Сам Уитмен здесь предстает перед читателем. На самом деле даже два Уитмена: Уитмен из листьев травы, «Уолт Уитмен, космос, сын Манхэттена», родиной которого в то же время является весь мир («Я поселяюсь в Аделаиде… я в Мадриде… я на улицах Москвы»); и Уитмен, который родился на Лонг-Айленде, который любил читать приключенческие романы, любовниками которого были простые молодые люди из города, солдаты, водители автобусов. Оба они превратились в старика, который оставлял дверь открытой для посетителей, искавших «мудреца из Камдена», и оба предлагали читателю еще тридцатью годами раньше в издании «Листьев травы» 1860 года:
Нет, это не книга, Камерадо,
Тронь ее — и тронешь человека,
(Что, нынче ночь? Кругом никого? Мы одни?)
Со страниц я бросаюсь в объятия к тебе, хоть могила и зовет меня назад.
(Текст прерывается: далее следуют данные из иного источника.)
//! Reference operator implementations, grouped by operator family.
//!
//! Operators compute real outputs from real inputs. They are written for
//! clarity rather than speed, since they only need to run on the small
//! tensors used to verify shape functions.

use rten_shape_lib::signature::BoundArgs;
use rten_shape_lib::{OpError, RealTensor, Returned};
use rten_tensor::prelude::*;
use rten_tensor::Tensor;
use rustc_hash::FxHashMap;
use smallvec::SmallVec;

mod binary;
mod conv;
mod creation;
mod index;
mod layout;
mod matmul;
mod norm;
mod pooling;
mod reduce;
mod unary;

pub use conv::{conv, conv_transpose, ConvParams};
pub use matmul::{matmul, mm};
pub use norm::{log_softmax, softmax};
pub use unary::{erf, gelu};

pub(crate) type Args = BoundArgs<RealTensor>;
pub(crate) type OpResult = Result<Returned<RealTensor>, OpError>;

/// Function which evaluates an operator with bound arguments.
pub(crate) type OpFn = fn(&Args) -> OpResult;

/// Operator implementations, keyed by qualified operator name.
#[derive(Default)]
pub(crate) struct OpTable {
    ops: FxHashMap<&'static str, OpFn>,
}

impl OpTable {
    /// Create a table containing all reference operators.
    pub fn with_all_ops() -> OpTable {
        let mut table = OpTable::default();
        unary::register(&mut table);
        binary::register(&mut table);
        reduce::register(&mut table);
        matmul::register(&mut table);
        layout::register(&mut table);
        creation::register(&mut table);
        index::register(&mut table);
        conv::register(&mut table);
        pooling::register(&mut table);
        norm::register(&mut table);
        table
    }

    pub fn add(&mut self, name: &'static str, op: OpFn) {
        self.ops.insert(name, op);
    }

    pub fn get(&self, name: &str) -> Option<OpFn> {
        self.ops.get(name).copied()
    }

    pub fn len(&self) -> usize {
        self.ops.len()
    }
}

/// Return a single output.
pub(crate) fn one(output: impl Into<RealTensor>) -> OpResult {
    Ok(Returned::One(output.into()))
}

/// Return a tuple of outputs.
pub(crate) fn many(outputs: impl IntoIterator<Item = RealTensor>) -> OpResult {
    Ok(Returned::Many(outputs.into_iter().collect()))
}

/// Convert a tensor to floats.
pub(crate) fn to_float(tensor: RealTensor) -> Tensor<f32> {
    match tensor {
        RealTensor::Float(t) => t,
        RealTensor::Int(t) => t.map(|&x| x as f32),
    }
}

/// Convert a tensor to integers, truncating any fractional part.
pub(crate) fn to_int(tensor: RealTensor) -> Tensor<i32> {
    match tensor {
        RealTensor::Float(t) => t.map(|&x| x as i32),
        RealTensor::Int(t) => t,
    }
}

pub(crate) fn float_arg(args: &Args, name: &str) -> Result<Tensor<f32>, OpError> {
    Ok(to_float(args.tensor(name)?))
}

pub(crate) fn opt_float_arg(args: &Args, name: &str) -> Result<Option<Tensor<f32>>, OpError> {
    Ok(args.opt_tensor(name)?.map(to_float))
}

pub(crate) fn int_arg(args: &Args, name: &str) -> Result<Tensor<i32>, OpError> {
    Ok(to_int(args.tensor(name)?))
}

/// Return true if a `ScalarType` code denotes an integer or boolean type.
pub(crate) fn is_int_dtype(dtype: i64) -> bool {
    matches!(dtype, 0..=4 | 11)
}

/// Resolve an axis given as a value in `[-ndim, ndim-1]` to the zero-based
/// dimension of a tensor with `ndim` dimensions.
///
/// Scalars are treated as having one dimension, so that axis 0 or -1 is
/// accepted for them.
pub(crate) fn resolve_axis(ndim: usize, axis: i64) -> Result<usize, OpError> {
    let rank = ndim.max(1) as i64;
    if axis < -rank || axis >= rank {
        return Err(OpError::InvalidValue("Axis is invalid"));
    }
    let axis = if axis < 0 { axis + rank } else { axis };
    Ok(axis as usize)
}

/// Resolve a list of axes. Each axis may only appear once.
pub(crate) fn resolve_axes(ndim: usize, axes: &[i64]) -> Result<SmallVec<[usize; 4]>, OpError> {
    let mut resolved: SmallVec<[usize; 4]> = SmallVec::with_capacity(axes.len());
    for &axis in axes {
        let axis = resolve_axis(ndim, axis)?;
        if resolved.contains(&axis) {
            return Err(OpError::InvalidValue("Axes contain duplicates"));
        }
        resolved.push(axis);
    }
    Ok(resolved)
}

/// Resolve an index in `[-size, size-1]` to a zero-based index.
pub(crate) fn resolve_index(index: i64, size: usize) -> Result<usize, OpError> {
    let len = size as i64;
    if index < -len || index >= len {
        return Err(OpError::InvalidValue("Index is out of bounds"));
    }
    let index = if index < 0 { index + len } else { index };
    Ok(index as usize)
}

/// Convert a list of sizes to a shape.
pub(crate) fn to_shape(sizes: &[i64]) -> Result<Vec<usize>, OpError> {
    sizes
        .iter()
        .map(|&size| usize::try_from(size).map_err(|_| OpError::InvalidValue("Size is negative")))
        .collect()
}

/// Return the row-major strides of a contiguous tensor with a given shape.
pub(crate) fn strides(shape: &[usize]) -> SmallVec<[usize; 4]> {
    let mut strides: SmallVec<[usize; 4]> = SmallVec::from_elem(1, shape.len());
    for i in (0..shape.len().saturating_sub(1)).rev() {
        strides[i] = strides[i + 1] * shape[i + 1];
    }
    strides
}

/// Convert an offset into a contiguous tensor to an index.
pub(crate) fn unravel(mut offset: usize, shape: &[usize]) -> SmallVec<[usize; 4]> {
    let mut index: SmallVec<[usize; 4]> = SmallVec::from_elem(0, shape.len());
    for (i, &size) in shape.iter().enumerate().rev() {
        if size > 0 {
            index[i] = offset % size;
            offset /= size;
        }
    }
    index
}

/// Convert an index into a contiguous tensor to an offset.
pub(crate) fn ravel(index: &[usize], shape: &[usize]) -> usize {
    index
        .iter()
        .zip(strides(shape))
        .map(|(&i, stride)| i * stride)
        .sum()
}

/// Compute the result shape from broadcasting two shapes together.
///
/// See <https://github.com/onnx/onnx/blob/main/docs/Broadcasting.md>.
pub(crate) fn broadcast_shapes(a: &[usize], b: &[usize]) -> Option<SmallVec<[usize; 4]>> {
    let a_pad = b.len().saturating_sub(a.len());
    let b_pad = a.len().saturating_sub(b.len());

    let a_iter = a.iter().copied().rev().chain(std::iter::repeat(1).take(a_pad));
    let b_iter = b.iter().copied().rev().chain(std::iter::repeat(1).take(b_pad));

    let mut result = SmallVec::with_capacity(a.len().max(b.len()));
    for (a, b) in a_iter.zip(b_iter) {
        if a == b {
            result.push(a);
        } else if a == 1 {
            result.push(b);
        } else if b == 1 {
            result.push(a);
        } else {
            return None;
        }
    }
    result.reverse();

    Some(result)
}

/// Return the elements of `tensor` broadcast to `shape`, in row-major order.
pub(crate) fn broadcast_data<T: Copy>(tensor: &Tensor<T>, shape: &[usize]) -> Result<Vec<T>, OpError> {
    let src_shape = tensor.shape();
    let Some(pad) = shape.len().checked_sub(src_shape.len()) else {
        return Err(OpError::IncompatibleInputShapes(
            "Cannot broadcast to a shape with fewer dims",
        ));
    };
    let compatible = src_shape
        .iter()
        .zip(&shape[pad..])
        .all(|(&src, &dst)| src == dst || src == 1);
    if !compatible {
        return Err(OpError::IncompatibleInputShapes("Cannot broadcast input"));
    }

    let src_strides = strides(src_shape);
    let data = tensor.to_vec();
    let len: usize = shape.iter().product();
    let output = (0..len)
        .map(|offset| {
            let index = unravel(offset, shape);
            let src_offset: usize = src_shape
                .iter()
                .enumerate()
                .map(|(i, &size)| if size == 1 { 0 } else { index[pad + i] * src_strides[i] })
                .sum();
            data[src_offset]
        })
        .collect();
    Ok(output)
}

/// Apply `f` to pairs of elements from `a` and `b` after broadcasting them
/// to a common shape.
pub(crate) fn broadcast_binary<T: Copy, U>(
    a: &Tensor<T>,
    b: &Tensor<T>,
    f: impl Fn(T, T) -> U,
) -> Result<Tensor<U>, OpError> {
    let shape = broadcast_shapes(a.shape(), b.shape())
        .ok_or(OpError::IncompatibleInputShapes("Cannot broadcast inputs"))?;
    let a = broadcast_data(a, &shape)?;
    let b = broadcast_data(b, &shape)?;
    let data: Vec<U> = a.into_iter().zip(b).map(|(x, y)| f(x, y)).collect();
    Ok(Tensor::from_data(&shape[..], data))
}

/// Apply `f` to triples of elements from three tensors after broadcasting
/// them to a common shape.
pub(crate) fn broadcast_ternary<T: Copy, U>(
    a: &Tensor<T>,
    b: &Tensor<T>,
    c: &Tensor<T>,
    f: impl Fn(T, T, T) -> U,
) -> Result<Tensor<U>, OpError> {
    let shape = broadcast_shapes(a.shape(), b.shape())
        .and_then(|ab| broadcast_shapes(&ab, c.shape()))
        .ok_or(OpError::IncompatibleInputShapes("Cannot broadcast inputs"))?;
    let a = broadcast_data(a, &shape)?;
    let b = broadcast_data(b, &shape)?;
    let c = broadcast_data(c, &shape)?;
    let data: Vec<U> = a
        .into_iter()
        .zip(b)
        .zip(c)
        .map(|((x, y), z)| f(x, y, z))
        .collect();
    Ok(Tensor::from_data(&shape[..], data))
}

/// Return the elements of a tensor as a permuted copy.
pub(crate) fn permute_data<T: Copy>(tensor: &Tensor<T>, perm: &[usize]) -> Tensor<T> {
    let shape = tensor.shape();
    let out_shape: Vec<usize> = perm.iter().map(|&d| shape[d]).collect();
    let in_strides = strides(shape);
    let data = tensor.to_vec();
    let len = data.len();
    let output: Vec<T> = (0..len)
        .map(|offset| {
            let index = unravel(offset, &out_shape);
            let src: usize = perm
                .iter()
                .zip(&index)
                .map(|(&d, &i)| i * in_strides[d])
                .sum();
            data[src]
        })
        .collect();
    Tensor::from_data(&out_shape, output)
}

#[cfg(test)]
mod tests {
    use rten_tensor::prelude::*;
    use rten_tensor::Tensor;
    use rten_testing::TestCases;

    use super::{
        broadcast_binary, broadcast_data, broadcast_shapes, ravel, resolve_axes, resolve_axis,
        strides, unravel,
    };

    #[test]
    fn test_broadcast_shapes() {
        #[derive(Debug)]
        struct Case {
            a: Vec<usize>,
            b: Vec<usize>,
            expected: Option<Vec<usize>>,
        }

        let cases = [
            Case {
                a: [2, 3].into(),
                b: [3].into(),
                expected: Some([2, 3].into()),
            },
            Case {
                a: [1, 3].into(),
                b: [4, 1].into(),
                expected: Some([4, 3].into()),
            },
            Case {
                a: [].into(),
                b: [2].into(),
                expected: Some([2].into()),
            },
            Case {
                a: [2, 3].into(),
                b: [4].into(),
                expected: None,
            },
        ];

        cases.test_each(|case| {
            let result = broadcast_shapes(&case.a, &case.b).map(|s| s.to_vec());
            assert_eq!(result, case.expected);
        });
    }

    #[test]
    fn test_broadcast_data() {
        let x = Tensor::from_data(&[2, 1], vec![1., 2.]);
        assert_eq!(
            broadcast_data(&x, &[2, 3]).unwrap(),
            vec![1., 1., 1., 2., 2., 2.]
        );
        assert!(broadcast_data(&x, &[3]).is_err());
        assert!(broadcast_data(&x, &[3, 3]).is_err());

        let sum = broadcast_binary(&x, &Tensor::from_data(&[3], vec![1., 2., 3.]), |a, b| a + b)
            .unwrap();
        assert_eq!(sum.shape(), &[2, 3]);
        assert_eq!(sum.to_vec(), vec![2., 3., 4., 3., 4., 5.]);
    }

    #[test]
    fn test_index_conversions() {
        let shape = [2, 3, 4];
        assert_eq!(strides(&shape).as_slice(), &[12, 4, 1]);
        for offset in 0..24 {
            let index = unravel(offset, &shape);
            assert_eq!(ravel(&index, &shape), offset);
        }
        assert_eq!(unravel(0, &[]).len(), 0);
    }

    #[test]
    fn test_resolve_axis() {
        assert_eq!(resolve_axis(3, -1), Ok(2));
        assert_eq!(resolve_axis(0, -1), Ok(0));
        assert!(resolve_axis(2, 2).is_err());
        assert!(resolve_axes(2, &[1, -1]).is_err());
        assert_eq!(resolve_axes(3, &[0, -1]).unwrap().as_slice(), &[0, 2]);
    }
}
Годы спустя в изданных «на смертном одре» столько раз пересматривавшихся и пополнявшихся «Листьев травы» мир уже не «подтверждал» слова поэта, но выступал первым голосом; ни сам Уитмен, ни его стихи уже не имели значения; главным действующим лицом был мир, являвшийся ни более и ни менее чем раскрытой книгой, которую любой из нас мог прочесть. В 1774 году Гёте (которого Уитмен читал и которым восхищался) писал:
Смотри, Природа суть живая книга,
И ты поймешь ее, хоть это нелегко.
Тогда, в 1892 году, за несколько дней до смерти, Уитмен соглашался с ним:
Во всем, в горе, и в дереве и в звезде — в каждом рождении и в каждой жизни,
Часть всего — частица всего — значение за знамением,
Таинственный шифр неразгаданный ждет.
Впервые я прочел это в 1963 году, в сомнительном испанском переводе. Однажды, когда я еще учился в школе, ко мне бегом прибежал приятель, который мечтал стать поэтом (нам в то время как раз исполнилось пятнадцать), сжимая в руках найденную им книгу в голубой обложке — издание стихов Уитмена, напечатанных на грубой желтой бумаге в переводе человека, чью фамилию я забыл. Мой приятель был поклонником Эзры Паунда, и поскольку читатели не питают никакого уважения к хронологии, с таким трудом создаваемой хорошо оплачиваемыми академиками, он счел стихи Уитмена плохим подражанием Паунду. Сам Паунд пытался исправить дело, предложив заключить «пакт» с Уитменом:
Это ты прорубал девственный лес,
А теперь время искусной резьбы.
Мы с тобой одного черенка и корня —
Пусть будет мир между нами.
Но мой друг не был убежден. Я согласился с его точкой зрения во имя дружбы, и лишь через несколько лет мне попался томик Уитмена на английском, из которого я узнал, что поэт предназначал свои стихи для меня:
В тебе, читатель, трепещет жизнь, гордость, любовь — как и во мне,
Поэтому для тебя эти мои песни.
Я прочел биографию Уитмена, сперва в серии для юношества, где не было никаких упоминаний о его сексуальной ориентации, а сам Уитмен выглядел слащавым до приторности, а потом в книге «Уолт Уитмен» Джеффри Даттона, информативной, но местами слишком серьезной. Годы спустя благодаря биографии, написанной Филиппом Коллоу, я получил более четкое представление об этом человеке и сумел ответить на некоторые вопросы, которые задавал себе раньше: если Уитмен считал, что его читатель похож на него, каким он представлял его себе? И каким образом стал читателем сам Уитмен?